The face of Irish Republicanism for many during some of the worst moments of three decades of sectarian bloodshed that killed more than 3600 people, Mr McGuinness remained a figure of hate for many pro-British Protestants until his death on Tuesday.

But he earned widespread respect across Britain and Ireland by embracing his bitterest rivals to cement the 1998 peace deal and allow Northern Ireland to slowly return to normality.

"While I can never condone the path he took in the earlier part of his life, Martin McGuinness ultimately played a defining role in leading the Republican movement away from violence," British Prime Minister Theresa May said.

"In doing so, he made an essential and historic contribution to the extraordinary journey of Northern Ireland from conflict to peace."

Former Sinn Fein President Gerry Adams and Former deputy Martin McGuinness at a rally following the IRA announcement of a ceasefire in 1994. (Reuters)
Former Sinn Fein President Gerry Adams and Former deputy Martin McGuinness at a rally following the IRA announcement of a ceasefire in 1994. (Reuters)

Irish Prime Minister Enda Kenny said Mr McGuinness strove to make Northern Ireland a better place for everyone, regardless of background or tradition.

Mr McGuinness was present during the opening salvos of the conflict as a 20-year-old IRA commander fighting the British army on the streets of his native Londonderry on behalf of a community he said had been denied basic human rights.

He swiftly rose to become a senior IRA commander and was convicted in 1973 of being a member of the group after being stopped in a car packed with explosives and bullets.

By the 1980s Me McGuinness emerged alongside Adams as a key architect in the electoral rise of Sinn Fein, the IRA's political wing, advocating a strategy of using the ballot box alongside the Armalite rifle.

Following the IRA's second ceasefire in 1997, Mr McGuinness became Sinn Fein's chief negotiator in peace talks that led to the landmark 1998 Good Friday peace accord.
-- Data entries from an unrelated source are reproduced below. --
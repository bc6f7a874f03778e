use std::collections::BTreeMap;

use rust_decimal::Decimal;
use serde::Serialize;

use super::calculation::round_toman;
use super::error::FaktorError;
use super::types::Invoice;

/// Dashboard figures over a set of invoices.
///
/// Revenue figures are sums of each invoice's [`Invoice::totals`], so they
/// always agree with what was printed.
#[derive(Debug, Clone, Default, PartialEq, Eq, Serialize)]
#[serde(rename_all = "camelCase")]
pub struct InvoiceStats {
    pub invoice_count: usize,
    pub total_revenue: Decimal,
    /// Mean invoice total, whole Toman. Zero when there are no invoices.
    pub average_invoice: Decimal,
    /// Distinct customers by trimmed name.
    pub customer_count: usize,
    /// `(customer, revenue)` sorted by revenue descending, then name.
    pub revenue_by_customer: Vec<(String, Decimal)>,
}

impl InvoiceStats {
    /// Fails with [`FaktorError::Overflow`] if an invoice total or a revenue
    /// sum leaves the `Decimal` range.
    pub fn from_invoices<'a>(
        invoices: impl IntoIterator<Item = &'a Invoice>,
    ) -> Result<Self, FaktorError> {
        let mut invoice_count = 0;
        let mut total_revenue = Decimal::ZERO;
        let mut by_customer: BTreeMap<String, Decimal> = BTreeMap::new();

        for invoice in invoices {
            let total = invoice.totals()?.total;
            invoice_count += 1;
            total_revenue = add_revenue(total_revenue, total)?;
            let customer = by_customer
                .entry(invoice.customer.name.trim().to_string())
                .or_insert(Decimal::ZERO);
            *customer = add_revenue(*customer, total)?;
        }

        let average_invoice = if invoice_count == 0 {
            Decimal::ZERO
        } else {
            round_toman(total_revenue / Decimal::from(invoice_count))
        };

        let customer_count = by_customer.len();
        let mut revenue_by_customer: Vec<_> = by_customer.into_iter().collect();
        revenue_by_customer.sort_by(|a, b| b.1.cmp(&a.1).then_with(|| a.0.cmp(&b.0)));

        Ok(Self {
            invoice_count,
            total_revenue,
            average_invoice,
            customer_count,
            revenue_by_customer,
        })
    }
}

fn add_revenue(sum: Decimal, total: Decimal) -> Result<Decimal, FaktorError> {
    sum.checked_add(total)
        .ok_or_else(|| FaktorError::Overflow("revenue exceeds the supported amount range".into()))
}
But it was the energy with which Mr McGuinness worked to bed in the peace process that surprised many. His handshake with the Queen Elizabeth in 2012 became one of the defining images of Northern Ireland's peace.

Mr McGuinness was active until the last weeks of his life, helping to orchestrate one of the biggest political victories for Irish nationalism in decades by forcing a snap election in March that deprived unionism of its majority in the regional parliament for the first time.